Tissue

Tissue Study Guide

Imtiaz Dharker is a poet, artist, and filmmaker whose work traverses the borders of Pakistan, her country of origin, and her adopted countries of India and the UK. "Tissue,” originally published in Dharker's 2006 collection The terrorist at my table, explores the materiality of paper and the way it has been used throughout history.

In the poem, the speaker meditates on various aspects of paper. It lets the light shine through in a way that is capable of altering things. Some paper is thinned by age or from being touched, like the kind in well-used books. The speaker focuses in on personal histories written on the back of the Koran. The attention and touch bestowed on these pages turn them transparent over time. Imagining buildings as paper, the speaker contemplates their fragility. Other forms of paper such as maps and grocery business records are also considered. The poem ends with the speaker replacing building materials with paper that an architect uses to build with. The tissue of these structures transforms into skin.
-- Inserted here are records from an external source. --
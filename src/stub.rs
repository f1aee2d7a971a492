//! The surface of the underlying stub resolver library.
//!
//! The stub is a black box to this crate. It owns its sockets, it speaks
//! the DNS wire format, and it advances whenever it is told that a socket
//! became readable or writable or that time has passed. This module
//! renders the C API surface the driver consumes as a pair of object-safe
//! traits, [`Channel`] and [`ChannelFactory`], together with the plain
//! data types that cross the seam.
//!
//! Two properties of the C original shape the contracts here:
//!
//! *  The stub is non-reentrant per channel. The driver serializes every
//!    channel call under its request lock, and completion closures must
//!    not call back into the channel or the driver.
//! *  A query call may invoke its completion closure inline, before the
//!    call returns, when the input is malformed. Callers have to be in a
//!    consistent state before issuing any query.

#![warn(missing_docs)]
#![warn(clippy::missing_docs_in_private_items)]

use std::fmt;
use std::net::{IpAddr, SocketAddr};

use bytes::Bytes;

/// A socket handle owned by the stub.
pub type Socket = i64;

/// The sentinel the stub uses for "no socket on this side".
pub const BAD_SOCKET: Socket = -1;

/// The maximum number of sockets the stub reports interest in at once.
pub const SOCKET_SET_SIZE: usize = 16;

//------------ SocketSet -----------------------------------------------------

/// The stub's current sockets of interest.
///
/// A fixed-size array of socket handles plus a bitmask encoding, per
/// slot, whether the stub wants to know about readability and
/// writability. A slot is interesting iff at least one of the two bits
/// is set; the handle in an uninteresting slot is meaningless.
#[derive(Clone, Copy, Debug)]
pub struct SocketSet {
    /// The socket handles, one per slot.
    sockets: [Socket; SOCKET_SET_SIZE],

    /// Bit `i` marks slot `i` readable, bit `SOCKET_SET_SIZE + i`
    /// writable.
    bitmask: u32,
}

impl SocketSet {
    /// Creates an empty set.
    pub fn new() -> Self {
        SocketSet {
            sockets: [BAD_SOCKET; SOCKET_SET_SIZE],
            bitmask: 0,
        }
    }

    /// Fills a slot.
    ///
    /// # Panics
    ///
    /// Panics if `index` is out of range.
    pub fn set(
        &mut self,
        index: usize,
        socket: Socket,
        readable: bool,
        writable: bool,
    ) {
        assert!(index < SOCKET_SET_SIZE);
        self.sockets[index] = socket;
        if readable {
            self.bitmask |= 1 << index;
        }
        if writable {
            self.bitmask |= 1 << (SOCKET_SET_SIZE + index);
        }
    }

    /// Returns the socket handle in a slot.
    pub fn socket(&self, index: usize) -> Socket {
        self.sockets[index]
    }

    /// Returns whether the stub wants readability for a slot.
    pub fn readable(&self, index: usize) -> bool {
        self.bitmask & (1 << index) != 0
    }

    /// Returns whether the stub wants writability for a slot.
    pub fn writable(&self, index: usize) -> bool {
        self.bitmask & (1 << (SOCKET_SET_SIZE + index)) != 0
    }
}

impl Default for SocketSet {
    fn default() -> Self {
        Self::new()
    }
}

//------------ Family --------------------------------------------------------

/// The address family of a hostname query.
#[derive(Clone, Copy, Debug, Eq, PartialEq)]
pub enum Family {
    /// IPv4, i.e., an A lookup.
    V4,

    /// IPv6, i.e., an AAAA lookup.
    V6,
}

//------------ Replies -------------------------------------------------------

/// One SRV record from a decoded SRV reply.
#[derive(Clone, Debug, Eq, PartialEq)]
pub struct SrvReply {
    /// The target host name.
    pub host: String,

    /// The port on the target host.
    pub port: u16,

    /// The record's priority.
    pub priority: u16,

    /// The record's weight.
    pub weight: u16,
}

/// One chunk of a decoded extended TXT reply.
///
/// A TXT record consists of one or more character strings; the stub
/// delivers each as a chunk and flags the first chunk of each record.
#[derive(Clone, Debug, Eq, PartialEq)]
pub struct TxtChunk {
    /// Whether this chunk starts a new TXT record.
    pub record_start: bool,

    /// The chunk payload.
    pub data: Bytes,
}

//------------ StubError -----------------------------------------------------

/// A failure reported by the stub.
#[derive(Clone, Debug, Eq, PartialEq)]
pub struct StubError {
    /// The driver-visible classification of the failure.
    code: StubCode,

    /// The stub's own rendering of the failure.
    detail: String,
}

impl StubError {
    /// Creates a new error from a code and the stub's error string.
    pub fn new(code: StubCode, detail: impl Into<String>) -> Self {
        StubError {
            code,
            detail: detail.into(),
        }
    }

    /// Creates the error the stub reports for cancelled queries.
    pub fn cancelled() -> Self {
        StubError::new(StubCode::Cancelled, "query cancelled")
    }

    /// Returns the failure classification.
    pub fn code(&self) -> StubCode {
        self.code
    }
}

impl fmt::Display for StubError {
    fn fmt(&self, f: &mut fmt::Formatter<'_>) -> fmt::Result {
        f.write_str(&self.detail)
    }
}

impl std::error::Error for StubError {}

//------------ StubCode ------------------------------------------------------

/// The stub failure codes the driver distinguishes.
#[derive(Clone, Copy, Debug, Eq, PartialEq)]
pub enum StubCode {
    /// The queried record definitively does not exist.
    NotFound,

    /// The query was cancelled through [`Channel::cancel_queries`].
    Cancelled,

    /// The stub gave up after its internal retries timed out.
    Timeout,

    /// A server refused the query.
    Refused,

    /// A server reported a failure on its side.
    ServerFailure,

    /// The query name could not be encoded.
    BadName,

    /// A reply could not be decoded.
    BadResponse,

    /// Any other failure.
    Other,
}

//------------ Completion closures -------------------------------------------

/// What a hostname query resolves to: the addresses of one family.
pub type HostResult = Result<Vec<IpAddr>, StubError>;

/// Completion of a hostname query.
pub type HostDone = Box<dyn FnOnce(HostResult) + Send + 'static>;

/// Completion of an SRV query: the decoded records in reply order.
pub type SrvDone =
    Box<dyn FnOnce(Result<Vec<SrvReply>, StubError>) + Send + 'static>;

/// Completion of a TXT query: the decoded chunks in reply order.
pub type TxtDone =
    Box<dyn FnOnce(Result<Vec<TxtChunk>, StubError>) + Send + 'static>;

//------------ Channel -------------------------------------------------------

/// One instance of the stub resolver.
///
/// A channel is owned by exactly one request and is only ever called
/// into under that request's lock. Dropping the boxed channel destroys
/// the stub instance; implementations must complete or forget any
/// still-pending queries at that point without invoking their closures.
///
/// Every completion closure handed to a query method is invoked exactly
/// once: inline from the issuing call on malformed input, from within
/// [`process_fd`][Self::process_fd] when a reply or failure arrives, or
/// from within [`cancel_queries`][Self::cancel_queries] with a
/// [`StubCode::Cancelled`] error.
pub trait Channel: Send {
    /// Returns the sockets the stub currently wants watched.
    fn socket_set(&mut self) -> SocketSet;

    /// Advances the stub's state machine.
    ///
    /// `read_fd` and `write_fd` name the socket that became readable
    /// and writable respectively; either may be [`BAD_SOCKET`]. The
    /// stub decides itself what work that enables, including timing
    /// out and retrying queries internally.
    fn process_fd(&mut self, read_fd: Socket, write_fd: Socket);

    /// Issues a hostname lookup for one address family.
    fn get_host_by_name(
        &mut self,
        name: &str,
        family: Family,
        done: HostDone,
    );

    /// Issues a class-IN SRV query.
    fn query_srv(&mut self, name: &str, done: SrvDone);

    /// Issues a class-IN TXT query, honoring the stub's search domains.
    fn search_txt(&mut self, name: &str, done: TxtDone);

    /// Fails every pending query with [`StubCode::Cancelled`].
    ///
    /// The completion closures run inline from this call.
    fn cancel_queries(&mut self);

    /// Replaces the stub's server list with the single given server.
    ///
    /// Both the TCP and the UDP port are set to the address's port.
    fn set_servers(&mut self, server: SocketAddr) -> Result<(), StubError>;
}

//------------ ChannelOptions ------------------------------------------------

/// Options for creating a channel.
#[derive(Clone, Copy, Debug, Default)]
pub struct ChannelOptions {
    /// Keep idle sockets open instead of closing them between queries.
    pub stay_open: bool,
}

//------------ ChannelFactory ------------------------------------------------

/// Creates stub channels.
///
/// The factory seam is also where tests and embedders inject channel
/// configuration the driver itself does not know about.
pub trait ChannelFactory: Send + Sync {
    /// Creates a fresh channel.
    fn create_channel(
        &self,
        options: &ChannelOptions,
    ) -> Result<Box<dyn Channel>, StubError>;
}

//============ Tests =========================================================

#[cfg(test)]
mod tests {
    use super::*;

    #[test]
    fn socket_set_bitmask() {
        let mut set = SocketSet::new();
        set.set(0, 100, true, false);
        set.set(1, 101, false, true);
        set.set(2, 102, true, true);
        assert!(set.readable(0) && !set.writable(0));
        assert!(!set.readable(1) && set.writable(1));
        assert!(set.readable(2) && set.writable(2));
        assert_eq!(set.socket(0), 100);
        assert_eq!(set.socket(1), 101);
        assert!(!set.readable(3) && !set.writable(3));
        assert_eq!(set.socket(3), BAD_SOCKET);
    }
}
//! History persistence error types.

use derive_more::{Display, Error};

/// Specific storage failure conditions.
///
/// A persistence failure after a successful publish leaves an external post
/// with no local record. The error is surfaced to the operator rather than
/// silently repaired; the day remains unposted from the local perspective.
#[derive(Debug, Clone, PartialEq, Eq, Hash, PartialOrd, Ord, Display)]
pub enum StorageErrorKind {
    /// Failed to read the history file
    #[display("Failed to read {}", _0)]
    FileRead(String),
    /// Failed to write the history file
    #[display("Failed to write {}", _0)]
    Persistence(String),
    /// Failed to create the data directory
    #[display("Failed to create directory {}", _0)]
    DirectoryCreation(String),
    /// History file contents did not parse
    #[display("Malformed history file: {}", _0)]
    Malformed(String),
    /// A record for this day already exists
    #[display("Day {} already recorded", _0)]
    DuplicateDay(u32),
}

/// Storage error with location tracking.
#[derive(Debug, Clone, Display, Error)]
#[display("Storage Error: {} at {}:{}", kind, file, line)]
pub struct StorageError {
    /// The specific failure condition
    pub kind: StorageErrorKind,
    /// Line number where the error occurred
    pub line: u32,
    /// File where the error occurred
    pub file: &'static str,
}

impl StorageError {
    /// Create a new StorageError at the current location.
    ///
    /// # Examples
    ///
    /// ```
    /// use chronicle_error::{StorageError, StorageErrorKind};
    ///
    /// let err = StorageError::new(StorageErrorKind::DuplicateDay(7));
    /// assert!(format!("{}", err).contains("already recorded"));
    /// ```
    #[track_caller]
    pub fn new(kind: StorageErrorKind) -> Self {
        let location = std::panic::Location::caller();
        Self {
            kind,
            line: location.line(),
            file: location.file(),
        }
    }
}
The terrorist at my table was well-received. The poems in the collection center on the fragility inherent to the normal routines and structures of life. This fragility can become violently unsettled, but it also helps form love and trust between people. In London Magazine, Alan Ross reviewed the collection: "Hers is a strong, concerned, economical poetry, in which political activity, homesickness, urban violence, religious anomalies, are raised in an unobtrusive domestic setting, all the more effectively for their coolness of treatment."